* _What the task requires_
Quote all of the entries word for word.

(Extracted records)
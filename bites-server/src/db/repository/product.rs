//! Product Repository

use std::collections::HashMap;

use surrealdb::Surreal;
use surrealdb::engine::local::Db;

use super::{BaseRepository, RepoError, RepoResult, record_key, record_ref};
use crate::db::models::{Product, ProductCreate, ProductUpdate};

const PRODUCT_TABLE: &str = "product";

#[derive(Clone)]
pub struct ProductRepository {
    base: BaseRepository,
}

impl ProductRepository {
    pub fn new(db: Surreal<Db>) -> Self {
        Self {
            base: BaseRepository::new(db),
        }
    }

    /// Find all published products, newest first
    pub async fn find_all_published(&self) -> RepoResult<Vec<Product>> {
        let products: Vec<Product> = self
            .base
            .db()
            .query("SELECT * FROM product WHERE publish = true ORDER BY created_at DESC")
            .await?
            .take(0)?;
        Ok(products)
    }

    pub async fn find_by_id(&self, id: &str) -> RepoResult<Option<Product>> {
        let key = record_key(PRODUCT_TABLE, id).to_string();
        let product: Option<Product> = self.base.db().select((PRODUCT_TABLE, key)).await?;
        Ok(product)
    }

    pub async fn create(&self, data: ProductCreate) -> RepoResult<Product> {
        if data.name.trim().is_empty() {
            return Err(RepoError::Validation("Product name is required".into()));
        }

        let product = Product {
            id: None,
            name: data.name,
            image: data.image.unwrap_or_default(),
            category: data.category,
            sub_category: data.sub_category,
            stock: data.stock.unwrap_or(0).max(0),
            price: data.price.unwrap_or(0.0),
            discount: data.discount.unwrap_or(0),
            description: data.description.unwrap_or_default(),
            more_details: data.more_details.unwrap_or_else(HashMap::new),
            publish: true,
            created_at: chrono::Utc::now().to_rfc3339(),
        };

        let created: Option<Product> = self.base.db().create(PRODUCT_TABLE).content(product).await?;
        created.ok_or_else(|| RepoError::Database("Failed to create product".to_string()))
    }

    /// Update a product; only the provided fields change
    pub async fn update(&self, id: &str, data: ProductUpdate) -> RepoResult<Product> {
        let rid = record_ref(PRODUCT_TABLE, id);

        let mut set_parts: Vec<&str> = Vec::new();
        if data.name.is_some() {
            set_parts.push("name = $name");
        }
        if data.image.is_some() {
            set_parts.push("image = $image");
        }
        if data.category.is_some() {
            set_parts.push("category = $category");
        }
        if data.sub_category.is_some() {
            set_parts.push("sub_category = $sub_category");
        }
        if data.stock.is_some() {
            set_parts.push("stock = $stock");
        }
        if data.price.is_some() {
            set_parts.push("price = $price");
        }
        if data.discount.is_some() {
            set_parts.push("discount = $discount");
        }
        if data.description.is_some() {
            set_parts.push("description = $description");
        }
        if data.more_details.is_some() {
            set_parts.push("more_details = $more_details");
        }
        if data.publish.is_some() {
            set_parts.push("publish = $publish");
        }

        if set_parts.is_empty() {
            return self
                .find_by_id(id)
                .await?
                .ok_or_else(|| RepoError::NotFound(format!("Product {} not found", id)));
        }

        let query_str = format!(
            "UPDATE type::record($rid) SET {} RETURN AFTER",
            set_parts.join(", ")
        );

        let mut query = self.base.db().query(query_str).bind(("rid", rid));
        if let Some(v) = data.name {
            query = query.bind(("name", v));
        }
        if let Some(v) = data.image {
            query = query.bind(("image", v));
        }
        if let Some(v) = data.category {
            let refs: Vec<String> = v.iter().map(|r| r.to_string()).collect();
            query = query.bind(("category", refs));
        }
        if let Some(v) = data.sub_category {
            let refs: Vec<String> = v.iter().map(|r| r.to_string()).collect();
            query = query.bind(("sub_category", refs));
        }
        if let Some(v) = data.stock {
            query = query.bind(("stock", v.max(0)));
        }
        if let Some(v) = data.price {
            query = query.bind(("price", v));
        }
        if let Some(v) = data.discount {
            query = query.bind(("discount", v));
        }
        if let Some(v) = data.description {
            query = query.bind(("description", v));
        }
        if let Some(v) = data.more_details {
            query = query.bind(("more_details", serde_json::to_value(&v).unwrap_or_default()));
        }
        if let Some(v) = data.publish {
            query = query.bind(("publish", v));
        }

        let mut result = query.await?;
        let products: Vec<Product> = result.take(0)?;
        products
            .into_iter()
            .next()
            .ok_or_else(|| RepoError::NotFound(format!("Product {} not found", id)))
    }

    pub async fn delete(&self, id: &str) -> RepoResult<()> {
        let key = record_key(PRODUCT_TABLE, id).to_string();
        let deleted: Option<Product> = self.base.db().delete((PRODUCT_TABLE, key)).await?;
        if deleted.is_none() {
            return Err(RepoError::NotFound(format!("Product {} not found", id)));
        }
        Ok(())
    }

    /// Apply a signed stock delta, floored at zero, in one atomic update
    pub async fn adjust_stock(&self, id: &str, delta: i64) -> RepoResult<Product> {
        let rid = record_ref(PRODUCT_TABLE, id);
        let mut result = self
            .base
            .db()
            .query("UPDATE type::record($rid) SET stock = math::max([stock + $delta, 0]) RETURN AFTER")
            .bind(("rid", rid))
            .bind(("delta", delta))
            .await?;
        let products: Vec<Product> = result.take(0)?;
        products
            .into_iter()
            .next()
            .ok_or_else(|| RepoError::NotFound(format!("Product {} not found", id)))
    }
}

* _Answer space_
filename bites-server/src/db/repository/product.rs
//! Product Repository

use std::collections::HashMap;

use surrealdb::Surreal;
use surrealdb::engine::local::Db;

use super::{BaseRepository, RepoError, RepoResult, record_key, record_ref};
use crate::db::models::{Product, ProductCreate, ProductUpdate};

const PRODUCT_TABLE: &str = "product";

#[derive(Clone)]
pub struct ProductRepository {
    base: BaseRepository,
}

impl ProductRepository {
    pub fn new(db: Surreal<Db>) -> Self {
        Self {
            base: BaseRepository::new(db),
        }
    }

    /// Find all published products, newest first
    pub async fn find_all_published(&self) -> RepoResult<Vec<Product>> {
        let products: Vec<Product> = self
            .base
            .db()
            .query("SELECT * FROM product WHERE publish = true ORDER BY created_at DESC")
            .await?
            .take(0)?;
        Ok(products)
    }

    pub async fn find_by_id(&self, id: &str) -> RepoResult<Option<Product>> {
        let key = record_key(PRODUCT_TABLE, id).to_string();
        let product: Option<Product> = self.base.db().select((PRODUCT_TABLE, key)).await?;
        Ok(product)
    }

    pub async fn create(&self, data: ProductCreate) -> RepoResult<Product> {
        if data.name.trim().is_empty() {
            return Err(RepoError::Validation("Product name is required".into()));
        }

        let product = Product {
            id: None,
            name: data.name,
            image: data.image.unwrap_or_default(),
            category: data.category,
            sub_category: data.sub_category,
            stock: data.stock.unwrap_or(0).max(0),
            price: data.price.unwrap_or(0.0),
            discount: data.discount.unwrap_or(0),
            description: data.description.unwrap_or_default(),
            more_details: data.more_details.unwrap_or_else(HashMap::new),
            publish: true,
            created_at: chrono::Utc::now().to_rfc3339(),
        };

        let created: Option<Product> = self.base.db().create(PRODUCT_TABLE).content(product).await?;
        created.ok_or_else(|| RepoError::Database("Failed to create product".to_string()))
    }

    /// Update a product; only the provided fields change
    pub async fn update(&self, id: &str, data: ProductUpdate) -> RepoResult<Product> {
        let rid = record_ref(PRODUCT_TABLE, id);

        let mut set_parts: Vec<&str> = Vec::new();
        if data.name.is_some() {
            set_parts.push("name = $name");
        }
        if data.image.is_some() {
            set_parts.push("image = $image");
        }
        if data.category.is_some() {
            set_parts.push("category = $category");
        }
        if data.sub_category.is_some() {
            set_parts.push("sub_category = $sub_category");
        }
        if data.stock.is_some() {
            set_parts.push("stock = $stock");
        }
        if data.price.is_some() {
            set_parts.push("price = $price");
        }
        if data.discount.is_some() {
            set_parts.push("discount = $discount");
        }
        if data.description.is_some() {
            set_parts.push("description = $description");
        }
        if data.more_details.is_some() {
            set_parts.push("more_details = $more_details");
        }
        if data.publish.is_some() {
            set_parts.push("publish = $publish");
        }

        if set_parts.is_empty() {
            return self
                .find_by_id(id)
                .await?
                .ok_or_else(|| RepoError::NotFound(format!("Product {} not found", id)));
        }

        let query_str = format!(
            "UPDATE type::record($rid) SET {} RETURN AFTER",
            set_parts.join(", ")
        );

        let mut query = self.base.db().query(query_str).bind(("rid", rid));
        if let Some(v) = data.name {
            query = query.bind(("name", v));
        }
        if let Some(v) = data.image {
            query = query.bind(("image", v));
        }
        if let Some(v) = data.category {
            let refs: Vec<String> = v.iter().map(|r| r.to_string()).collect();
            query = query.bind(("category", refs));
        }
        if let Some(v) = data.sub_category {
            let refs: Vec<String> = v.iter().map(|r| r.to_string()).collect();
            query = query.bind(("sub_category", refs));
        }
        if let Some(v) = data.stock {
            query = query.bind(("stock", v.max(0)));
        }
        if let Some(v) = data.price {
            query = query.bind(("price", v));
        }
        if let Some(v) = data.discount {
            query = query.bind(("discount", v));
        }
        if let Some(v) = data.description {
            query = query.bind(("description", v));
        }
        if let Some(v) = data.more_details {
            query = query.bind(("more_details", serde_json::to_value(&v).unwrap_or_default()));
        }
        if let Some(v) = data.publish {
            query = query.bind(("publish", v));
        }

        let mut result = query.await?;
        let products: Vec<Product> = result.take(0)?;
        products
            .into_iter()
            .next()
            .ok_or_else(|| RepoError::NotFound(format!("Product {} not found", id)))
    }

    pub async fn delete(&self, id: &str) -> RepoResult<()> {
        let key = record_key(PRODUCT_TABLE, id).to_string();
        let deleted: Option<Product> = self.base.db().delete((PRODUCT_TABLE, key)).await?;
        if deleted.is_none() {
            return Err(RepoError::NotFound(format!("Product {} not found", id)));
        }
        Ok(())
    }

    /// Apply a signed stock delta, floored at zero, in one atomic update
    pub async fn adjust_stock(&self, id: &str, delta: i64) -> RepoResult<Product> {
        let rid = record_ref(PRODUCT_TABLE, id);
        let mut result = self
            .base
            .db()
            .query("UPDATE type::record($rid) SET stock = math::max([stock + $delta, 0]) RETURN AFTER")
            .bind(("rid", rid))
            .bind(("delta", delta))
            .await?;
        let products: Vec<Product> = result.take(0)?;
        products
            .into_iter()
            .next()
            .ok_or_else(|| RepoError::NotFound(format!("Product {} not found", id)))
    }
}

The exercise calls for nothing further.